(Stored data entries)
<<<<
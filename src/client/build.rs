use std::collections::BTreeMap;

use reqwest::Url;
use serde_json::Value;
use url::form_urlencoded;

use crate::error::HttpError;

use super::BodyMode;

pub(super) fn build_target_url(
    base_url: &str,
    path: &str,
    query: &[(String, String)],
) -> Result<Url, HttpError> {
    let mut target = format!("{}{}", base_url, path);
    if !query.is_empty() {
        let encoded = form_urlencoded::Serializer::new(String::new())
            .extend_pairs(query.iter().map(|(key, value)| (key.as_str(), value.as_str())))
            .finish();
        target.push('?');
        target.push_str(&encoded);
    }
    Url::parse(&target).map_err(|err| HttpError::InvalidUrl {
        url: target,
        source: err,
    })
}

pub(super) fn encode_body(mode: BodyMode, value: &Value) -> Result<String, HttpError> {
    match mode {
        BodyMode::Json => {
            serde_json::to_string(value).map_err(|err| HttpError::SerializeJson { source: err })
        }
        BodyMode::Form => {
            let object = value.as_object().ok_or(HttpError::FormBodyNotObject)?;
            let mut serializer = form_urlencoded::Serializer::new(String::new());
            for (field, entry) in object {
                let scalar = match entry {
                    Value::String(text) => text.clone(),
                    Value::Number(number) => number.to_string(),
                    Value::Bool(flag) => flag.to_string(),
                    Value::Null => String::new(),
                    Value::Array(_) | Value::Object(_) => {
                        return Err(HttpError::FormFieldUnsupported {
                            field: field.clone(),
                        });
                    }
                };
                serializer.append_pair(field, &scalar);
            }
            Ok(serializer.finish())
        }
    }
}

// Later layers overwrite earlier ones; the map keeps keys case-sensitive.
pub(super) fn layer_headers(
    defaults: &BTreeMap<String, String>,
    mode: BodyMode,
    payload: Option<&str>,
    token: Option<&str>,
    overrides: &[(String, String)],
) -> BTreeMap<String, String> {
    let mut headers = defaults.clone();
    if let Some(payload) = payload {
        let content_type = match mode {
            BodyMode::Form => "application/x-www-form-urlencoded",
            BodyMode::Json => "application/json",
        };
        headers.insert("Content-type".to_owned(), content_type.to_owned());
        headers.insert("Content-Length".to_owned(), payload.len().to_string());
    }
    if let Some(token) = token {
        headers.insert("authorization".to_owned(), format!("Bearer {}", token));
    }
    for (name, value) in overrides {
        headers.insert(name.clone(), value.clone());
    }
    headers
}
>>>>
#### WHAT THE EXERCISE ASKS:
The job here is to write out all the entries again exactly.

#### OUTPUT OF THE EXERCISE:
filename src/client/build.rs
use std::collections::BTreeMap;

use reqwest::Url;
use serde_json::Value;
use url::form_urlencoded;

use crate::error::HttpError;

use super::BodyMode;

pub(super) fn build_target_url(
    base_url: &str,
    path: &str,
    query: &[(String, String)],
) -> Result<Url, HttpError> {
    let mut target = format!("{}{}", base_url, path);
    if !query.is_empty() {
        let encoded = form_urlencoded::Serializer::new(String::new())
            .extend_pairs(query.iter().map(|(key, value)| (key.as_str(), value.as_str())))
            .finish();
        target.push('?');
        target.push_str(&encoded);
    }
    Url::parse(&target).map_err(|err| HttpError::InvalidUrl {
        url: target,
        source: err,
    })
}

pub(super) fn encode_body(mode: BodyMode, value: &Value) -> Result<String, HttpError> {
    match mode {
        BodyMode::Json => {
            serde_json::to_string(value).map_err(|err| HttpError::SerializeJson { source: err })
        }
        BodyMode::Form => {
            let object = value.as_object().ok_or(HttpError::FormBodyNotObject)?;
            let mut serializer = form_urlencoded::Serializer::new(String::new());
            for (field, entry) in object {
                let scalar = match entry {
                    Value::String(text) => text.clone(),
                    Value::Number(number) => number.to_string(),
                    Value::Bool(flag) => flag.to_string(),
                    Value::Null => String::new(),
                    Value::Array(_) | Value::Object(_) => {
                        return Err(HttpError::FormFieldUnsupported {
                            field: field.clone(),
                        });
                    }
                };
                serializer.append_pair(field, &scalar);
            }
            Ok(serializer.finish())
        }
    }
}

// Later layers overwrite earlier ones; the map keeps keys case-sensitive.
pub(super) fn layer_headers(
    defaults: &BTreeMap<String, String>,
    mode: BodyMode,
    payload: Option<&str>,
    token: Option<&str>,
    overrides: &[(String, String)],
) -> BTreeMap<String, String> {
    let mut headers = defaults.clone();
    if let Some(payload) = payload {
        let content_type = match mode {
            BodyMode::Form => "application/x-www-form-urlencoded",
            BodyMode::Json => "application/json",
        };
        headers.insert("Content-type".to_owned(), content_type.to_owned());
        headers.insert("Content-Length".to_owned(), payload.len().to_string());
    }
    if let Some(token) = token {
        headers.insert("authorization".to_owned(), format!("Bearer {}", token));
    }
    for (name, value) in overrides {
        headers.insert(name.clone(), value.clone());
    }
    headers
}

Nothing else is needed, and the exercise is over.